→ Problem details: Copy verbatim the block of lines in the entries below whose first line contains "self.segments == other.segments" and whose last line contains "self.character_hp == other.character_hp". Leave out all other lines.

→ Task input:
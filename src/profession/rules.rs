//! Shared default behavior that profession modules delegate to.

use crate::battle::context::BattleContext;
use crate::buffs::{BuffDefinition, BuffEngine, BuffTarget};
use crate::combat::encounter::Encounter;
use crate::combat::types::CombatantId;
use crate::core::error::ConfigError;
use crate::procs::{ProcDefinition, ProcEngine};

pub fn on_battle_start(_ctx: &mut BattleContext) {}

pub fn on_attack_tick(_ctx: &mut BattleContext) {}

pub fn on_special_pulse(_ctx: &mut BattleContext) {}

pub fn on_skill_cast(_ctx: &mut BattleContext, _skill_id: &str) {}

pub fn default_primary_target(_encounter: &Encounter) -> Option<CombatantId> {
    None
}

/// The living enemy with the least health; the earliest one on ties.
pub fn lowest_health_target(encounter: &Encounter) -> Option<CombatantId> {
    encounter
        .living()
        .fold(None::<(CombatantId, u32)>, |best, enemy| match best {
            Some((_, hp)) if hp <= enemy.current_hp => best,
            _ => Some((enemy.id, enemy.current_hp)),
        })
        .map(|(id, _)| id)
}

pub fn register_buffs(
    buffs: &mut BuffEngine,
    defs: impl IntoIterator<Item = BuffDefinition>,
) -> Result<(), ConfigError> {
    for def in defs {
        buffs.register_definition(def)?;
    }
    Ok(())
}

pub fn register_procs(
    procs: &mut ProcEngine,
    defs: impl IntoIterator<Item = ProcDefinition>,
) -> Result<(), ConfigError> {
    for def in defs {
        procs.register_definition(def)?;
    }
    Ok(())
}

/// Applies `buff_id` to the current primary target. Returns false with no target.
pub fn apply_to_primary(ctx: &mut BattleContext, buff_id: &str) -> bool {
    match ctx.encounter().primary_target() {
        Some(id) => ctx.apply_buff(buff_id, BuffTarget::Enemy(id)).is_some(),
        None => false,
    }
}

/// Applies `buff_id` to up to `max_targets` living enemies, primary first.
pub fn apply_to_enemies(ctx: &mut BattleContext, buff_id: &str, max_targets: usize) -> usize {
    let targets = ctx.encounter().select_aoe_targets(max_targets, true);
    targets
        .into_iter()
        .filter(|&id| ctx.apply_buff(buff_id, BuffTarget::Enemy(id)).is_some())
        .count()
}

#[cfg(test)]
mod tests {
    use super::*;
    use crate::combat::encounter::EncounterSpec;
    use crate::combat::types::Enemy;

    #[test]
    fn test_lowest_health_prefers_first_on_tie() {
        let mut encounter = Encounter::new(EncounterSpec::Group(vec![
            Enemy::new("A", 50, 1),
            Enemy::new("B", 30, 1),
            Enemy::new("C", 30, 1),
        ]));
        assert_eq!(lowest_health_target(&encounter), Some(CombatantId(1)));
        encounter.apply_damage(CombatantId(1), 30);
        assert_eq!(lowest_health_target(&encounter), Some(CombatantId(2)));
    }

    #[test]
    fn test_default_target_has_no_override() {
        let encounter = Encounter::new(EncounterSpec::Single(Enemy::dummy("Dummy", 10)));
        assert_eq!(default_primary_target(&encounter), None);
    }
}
==
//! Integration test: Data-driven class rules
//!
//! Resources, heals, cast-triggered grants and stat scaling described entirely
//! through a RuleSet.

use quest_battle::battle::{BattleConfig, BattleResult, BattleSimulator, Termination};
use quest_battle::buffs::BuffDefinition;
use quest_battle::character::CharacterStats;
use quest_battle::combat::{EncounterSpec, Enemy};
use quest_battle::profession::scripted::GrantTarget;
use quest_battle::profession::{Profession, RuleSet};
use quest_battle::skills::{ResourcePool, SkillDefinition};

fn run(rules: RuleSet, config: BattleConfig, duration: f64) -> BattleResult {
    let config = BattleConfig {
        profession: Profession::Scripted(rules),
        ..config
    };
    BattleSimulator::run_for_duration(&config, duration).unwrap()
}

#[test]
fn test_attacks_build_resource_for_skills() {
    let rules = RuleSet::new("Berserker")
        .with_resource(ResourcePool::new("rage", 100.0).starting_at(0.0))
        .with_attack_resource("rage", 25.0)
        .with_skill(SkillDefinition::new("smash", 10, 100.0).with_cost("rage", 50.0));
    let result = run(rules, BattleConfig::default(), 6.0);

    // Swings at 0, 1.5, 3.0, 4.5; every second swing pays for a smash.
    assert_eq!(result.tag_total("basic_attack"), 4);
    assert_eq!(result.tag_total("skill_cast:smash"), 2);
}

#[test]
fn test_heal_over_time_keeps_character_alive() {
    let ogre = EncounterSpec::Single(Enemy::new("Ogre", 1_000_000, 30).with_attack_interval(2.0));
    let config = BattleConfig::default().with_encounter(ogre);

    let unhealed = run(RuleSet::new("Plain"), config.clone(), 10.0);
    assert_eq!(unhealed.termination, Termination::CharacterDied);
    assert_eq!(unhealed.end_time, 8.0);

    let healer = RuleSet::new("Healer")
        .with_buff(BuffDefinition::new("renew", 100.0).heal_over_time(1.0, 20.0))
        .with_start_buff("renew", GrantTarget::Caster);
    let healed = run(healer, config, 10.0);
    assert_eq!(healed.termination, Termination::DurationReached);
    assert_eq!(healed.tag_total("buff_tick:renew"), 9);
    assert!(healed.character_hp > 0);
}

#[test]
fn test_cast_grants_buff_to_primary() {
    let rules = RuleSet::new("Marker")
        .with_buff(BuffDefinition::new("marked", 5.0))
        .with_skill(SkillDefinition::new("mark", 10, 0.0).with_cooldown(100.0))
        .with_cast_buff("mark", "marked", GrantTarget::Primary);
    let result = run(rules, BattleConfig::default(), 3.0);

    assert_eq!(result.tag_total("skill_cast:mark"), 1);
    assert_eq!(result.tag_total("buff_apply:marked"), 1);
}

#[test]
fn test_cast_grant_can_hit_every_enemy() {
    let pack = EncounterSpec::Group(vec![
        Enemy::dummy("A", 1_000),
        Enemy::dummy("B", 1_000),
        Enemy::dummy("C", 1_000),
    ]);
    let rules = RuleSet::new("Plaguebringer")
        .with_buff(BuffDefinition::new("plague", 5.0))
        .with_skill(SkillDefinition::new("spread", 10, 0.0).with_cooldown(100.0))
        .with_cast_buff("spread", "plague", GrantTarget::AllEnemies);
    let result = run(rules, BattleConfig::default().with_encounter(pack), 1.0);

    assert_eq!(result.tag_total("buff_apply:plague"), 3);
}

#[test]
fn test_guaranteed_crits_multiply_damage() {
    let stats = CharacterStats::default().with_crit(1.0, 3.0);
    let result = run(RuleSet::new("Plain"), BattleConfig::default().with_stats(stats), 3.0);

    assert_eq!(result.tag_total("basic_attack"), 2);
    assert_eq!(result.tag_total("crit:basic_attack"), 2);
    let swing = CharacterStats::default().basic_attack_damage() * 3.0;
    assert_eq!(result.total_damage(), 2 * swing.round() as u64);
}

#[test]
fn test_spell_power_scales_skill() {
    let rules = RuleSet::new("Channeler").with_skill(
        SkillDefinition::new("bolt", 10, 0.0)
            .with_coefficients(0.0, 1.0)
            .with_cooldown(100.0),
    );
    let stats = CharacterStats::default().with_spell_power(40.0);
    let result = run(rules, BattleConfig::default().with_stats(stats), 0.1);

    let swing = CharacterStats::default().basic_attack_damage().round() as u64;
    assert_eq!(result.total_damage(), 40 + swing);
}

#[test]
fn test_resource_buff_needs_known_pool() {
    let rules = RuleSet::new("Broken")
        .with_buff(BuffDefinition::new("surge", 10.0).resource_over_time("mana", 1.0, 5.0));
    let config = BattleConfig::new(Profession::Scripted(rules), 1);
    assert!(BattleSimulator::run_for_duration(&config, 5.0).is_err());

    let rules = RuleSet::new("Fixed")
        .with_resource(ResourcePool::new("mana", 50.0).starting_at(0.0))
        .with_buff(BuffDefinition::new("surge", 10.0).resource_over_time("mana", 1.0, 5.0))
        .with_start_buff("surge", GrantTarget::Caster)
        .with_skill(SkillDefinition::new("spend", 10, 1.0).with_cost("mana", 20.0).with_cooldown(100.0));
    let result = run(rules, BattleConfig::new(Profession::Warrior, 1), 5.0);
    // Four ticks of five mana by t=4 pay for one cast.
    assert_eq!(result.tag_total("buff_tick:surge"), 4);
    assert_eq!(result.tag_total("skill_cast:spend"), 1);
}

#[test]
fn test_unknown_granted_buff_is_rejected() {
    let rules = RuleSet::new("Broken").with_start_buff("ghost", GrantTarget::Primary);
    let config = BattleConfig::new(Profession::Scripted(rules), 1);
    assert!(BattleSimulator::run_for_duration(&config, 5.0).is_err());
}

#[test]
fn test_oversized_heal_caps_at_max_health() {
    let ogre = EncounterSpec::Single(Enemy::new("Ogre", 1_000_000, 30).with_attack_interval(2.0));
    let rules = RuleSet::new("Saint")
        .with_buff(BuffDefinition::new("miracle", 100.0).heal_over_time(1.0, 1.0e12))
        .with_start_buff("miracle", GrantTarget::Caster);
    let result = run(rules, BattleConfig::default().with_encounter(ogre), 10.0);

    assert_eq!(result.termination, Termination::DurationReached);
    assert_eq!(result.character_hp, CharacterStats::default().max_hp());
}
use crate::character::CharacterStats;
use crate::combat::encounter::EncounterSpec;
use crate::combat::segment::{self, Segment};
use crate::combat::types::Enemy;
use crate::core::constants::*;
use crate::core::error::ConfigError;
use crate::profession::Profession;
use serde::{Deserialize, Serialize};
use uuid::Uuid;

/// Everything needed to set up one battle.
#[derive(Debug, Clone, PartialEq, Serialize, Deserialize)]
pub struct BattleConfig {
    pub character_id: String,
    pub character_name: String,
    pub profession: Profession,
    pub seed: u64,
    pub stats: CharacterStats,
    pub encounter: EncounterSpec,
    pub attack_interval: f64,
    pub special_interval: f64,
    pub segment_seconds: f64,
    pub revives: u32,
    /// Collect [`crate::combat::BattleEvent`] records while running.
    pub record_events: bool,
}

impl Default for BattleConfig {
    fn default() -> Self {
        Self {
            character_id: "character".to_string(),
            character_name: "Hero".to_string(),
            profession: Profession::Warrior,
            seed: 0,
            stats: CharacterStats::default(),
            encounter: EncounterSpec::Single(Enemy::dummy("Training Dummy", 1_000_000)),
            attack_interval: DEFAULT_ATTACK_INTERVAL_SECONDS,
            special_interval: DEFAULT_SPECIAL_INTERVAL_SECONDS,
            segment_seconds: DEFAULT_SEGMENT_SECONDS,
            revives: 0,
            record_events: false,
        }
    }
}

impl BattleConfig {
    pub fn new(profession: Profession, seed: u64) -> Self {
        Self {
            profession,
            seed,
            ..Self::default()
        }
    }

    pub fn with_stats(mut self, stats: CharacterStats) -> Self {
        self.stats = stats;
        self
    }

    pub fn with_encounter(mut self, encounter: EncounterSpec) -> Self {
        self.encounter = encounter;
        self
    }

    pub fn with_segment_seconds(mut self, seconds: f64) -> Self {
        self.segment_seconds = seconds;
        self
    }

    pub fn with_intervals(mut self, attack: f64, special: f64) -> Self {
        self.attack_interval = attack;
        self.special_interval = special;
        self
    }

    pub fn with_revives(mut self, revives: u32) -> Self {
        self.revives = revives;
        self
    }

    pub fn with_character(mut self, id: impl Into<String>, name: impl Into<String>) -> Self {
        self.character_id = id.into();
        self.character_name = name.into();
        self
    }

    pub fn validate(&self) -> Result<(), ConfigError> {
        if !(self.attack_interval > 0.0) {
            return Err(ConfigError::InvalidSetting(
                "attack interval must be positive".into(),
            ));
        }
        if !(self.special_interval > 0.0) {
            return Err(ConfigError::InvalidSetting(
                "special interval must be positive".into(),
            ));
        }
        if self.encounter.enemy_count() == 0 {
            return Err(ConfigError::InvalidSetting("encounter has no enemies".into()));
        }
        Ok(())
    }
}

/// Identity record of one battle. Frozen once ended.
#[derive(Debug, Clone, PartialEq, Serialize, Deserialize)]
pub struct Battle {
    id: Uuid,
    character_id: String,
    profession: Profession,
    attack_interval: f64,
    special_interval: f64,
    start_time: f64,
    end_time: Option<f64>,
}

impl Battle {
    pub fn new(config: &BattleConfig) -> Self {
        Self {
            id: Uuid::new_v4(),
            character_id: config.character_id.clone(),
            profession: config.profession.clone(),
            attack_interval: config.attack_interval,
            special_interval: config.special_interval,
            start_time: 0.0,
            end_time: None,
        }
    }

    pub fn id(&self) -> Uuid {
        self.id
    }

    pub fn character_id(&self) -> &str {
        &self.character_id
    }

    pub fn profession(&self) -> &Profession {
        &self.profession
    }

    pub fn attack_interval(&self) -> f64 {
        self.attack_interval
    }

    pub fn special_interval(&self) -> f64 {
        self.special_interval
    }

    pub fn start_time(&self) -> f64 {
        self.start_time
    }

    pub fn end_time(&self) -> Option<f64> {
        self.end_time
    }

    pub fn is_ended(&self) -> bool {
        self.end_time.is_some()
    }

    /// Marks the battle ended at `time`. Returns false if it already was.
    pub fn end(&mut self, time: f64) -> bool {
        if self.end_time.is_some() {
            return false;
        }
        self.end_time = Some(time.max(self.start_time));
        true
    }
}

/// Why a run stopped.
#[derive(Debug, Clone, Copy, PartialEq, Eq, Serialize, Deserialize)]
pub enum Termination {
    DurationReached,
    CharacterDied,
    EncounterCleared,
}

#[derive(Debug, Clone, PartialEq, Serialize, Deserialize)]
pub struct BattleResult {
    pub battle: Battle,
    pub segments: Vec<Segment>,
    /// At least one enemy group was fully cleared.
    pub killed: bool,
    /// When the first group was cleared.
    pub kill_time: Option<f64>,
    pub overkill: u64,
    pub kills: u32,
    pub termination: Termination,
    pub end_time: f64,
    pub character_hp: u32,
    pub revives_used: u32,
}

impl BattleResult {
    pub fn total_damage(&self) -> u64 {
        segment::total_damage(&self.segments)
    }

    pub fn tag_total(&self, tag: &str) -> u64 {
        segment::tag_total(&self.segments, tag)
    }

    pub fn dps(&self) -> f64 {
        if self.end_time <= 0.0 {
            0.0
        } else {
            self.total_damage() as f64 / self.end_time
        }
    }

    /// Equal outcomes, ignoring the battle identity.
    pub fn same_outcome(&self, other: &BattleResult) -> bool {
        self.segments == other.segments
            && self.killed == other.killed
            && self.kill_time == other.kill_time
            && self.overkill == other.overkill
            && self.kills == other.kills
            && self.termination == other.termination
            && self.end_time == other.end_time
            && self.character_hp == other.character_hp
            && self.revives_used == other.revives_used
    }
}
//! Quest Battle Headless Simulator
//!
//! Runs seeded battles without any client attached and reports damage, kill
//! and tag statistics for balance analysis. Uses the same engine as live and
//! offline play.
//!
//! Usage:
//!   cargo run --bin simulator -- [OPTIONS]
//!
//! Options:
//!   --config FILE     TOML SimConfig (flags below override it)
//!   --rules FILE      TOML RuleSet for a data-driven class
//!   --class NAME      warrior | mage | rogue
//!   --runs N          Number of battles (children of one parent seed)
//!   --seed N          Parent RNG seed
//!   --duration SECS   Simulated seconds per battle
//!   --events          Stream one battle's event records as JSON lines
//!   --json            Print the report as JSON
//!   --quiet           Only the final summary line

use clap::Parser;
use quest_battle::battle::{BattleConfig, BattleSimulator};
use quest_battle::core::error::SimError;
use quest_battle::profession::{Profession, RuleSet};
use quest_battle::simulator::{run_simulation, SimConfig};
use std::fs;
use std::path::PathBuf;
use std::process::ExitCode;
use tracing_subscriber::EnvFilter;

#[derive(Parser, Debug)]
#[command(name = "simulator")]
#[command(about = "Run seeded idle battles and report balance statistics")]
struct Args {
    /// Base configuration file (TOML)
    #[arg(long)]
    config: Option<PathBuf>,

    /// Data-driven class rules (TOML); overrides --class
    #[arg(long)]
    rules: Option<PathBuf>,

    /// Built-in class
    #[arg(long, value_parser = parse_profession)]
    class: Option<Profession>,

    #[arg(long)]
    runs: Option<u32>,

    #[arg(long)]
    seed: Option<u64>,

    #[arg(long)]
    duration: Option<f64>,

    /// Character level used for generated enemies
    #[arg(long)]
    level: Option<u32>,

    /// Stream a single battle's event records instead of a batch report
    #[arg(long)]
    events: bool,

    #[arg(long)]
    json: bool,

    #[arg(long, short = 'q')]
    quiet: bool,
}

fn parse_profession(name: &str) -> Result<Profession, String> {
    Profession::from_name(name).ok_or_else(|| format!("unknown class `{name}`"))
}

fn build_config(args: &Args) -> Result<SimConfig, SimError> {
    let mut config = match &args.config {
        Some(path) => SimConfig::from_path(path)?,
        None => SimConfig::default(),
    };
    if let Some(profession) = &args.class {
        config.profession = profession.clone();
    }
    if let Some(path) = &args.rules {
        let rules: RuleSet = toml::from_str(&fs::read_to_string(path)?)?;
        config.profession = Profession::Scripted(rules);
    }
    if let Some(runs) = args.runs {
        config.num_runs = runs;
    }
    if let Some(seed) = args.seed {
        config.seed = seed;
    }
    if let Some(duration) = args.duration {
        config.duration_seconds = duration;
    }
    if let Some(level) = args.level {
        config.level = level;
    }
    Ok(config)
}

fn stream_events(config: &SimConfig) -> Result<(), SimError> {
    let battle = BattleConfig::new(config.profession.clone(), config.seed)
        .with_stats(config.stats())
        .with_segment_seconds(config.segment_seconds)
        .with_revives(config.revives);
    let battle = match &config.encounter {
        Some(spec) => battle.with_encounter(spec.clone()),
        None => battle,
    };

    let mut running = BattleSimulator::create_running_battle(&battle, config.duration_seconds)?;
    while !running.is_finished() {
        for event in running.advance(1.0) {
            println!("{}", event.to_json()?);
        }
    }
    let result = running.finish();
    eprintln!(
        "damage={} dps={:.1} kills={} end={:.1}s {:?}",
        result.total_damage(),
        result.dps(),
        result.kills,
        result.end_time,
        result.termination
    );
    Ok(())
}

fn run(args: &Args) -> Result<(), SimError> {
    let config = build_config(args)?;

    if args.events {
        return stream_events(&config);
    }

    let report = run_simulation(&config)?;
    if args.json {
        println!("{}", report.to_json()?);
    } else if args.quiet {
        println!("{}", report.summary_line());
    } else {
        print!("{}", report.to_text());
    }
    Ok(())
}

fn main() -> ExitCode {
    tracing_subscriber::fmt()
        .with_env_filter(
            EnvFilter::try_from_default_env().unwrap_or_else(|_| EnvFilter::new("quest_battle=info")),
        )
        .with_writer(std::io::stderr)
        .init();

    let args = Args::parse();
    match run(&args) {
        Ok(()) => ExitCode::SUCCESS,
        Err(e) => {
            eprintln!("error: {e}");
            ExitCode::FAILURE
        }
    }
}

→ Answer to this exercise:
        self.segments == other.segments
            && self.killed == other.killed
            && self.kill_time == other.kill_time
            && self.overkill == other.overkill
            && self.kills == other.kills
            && self.termination == other.termination
            && self.end_time == other.end_time
            && self.character_hp == other.character_hp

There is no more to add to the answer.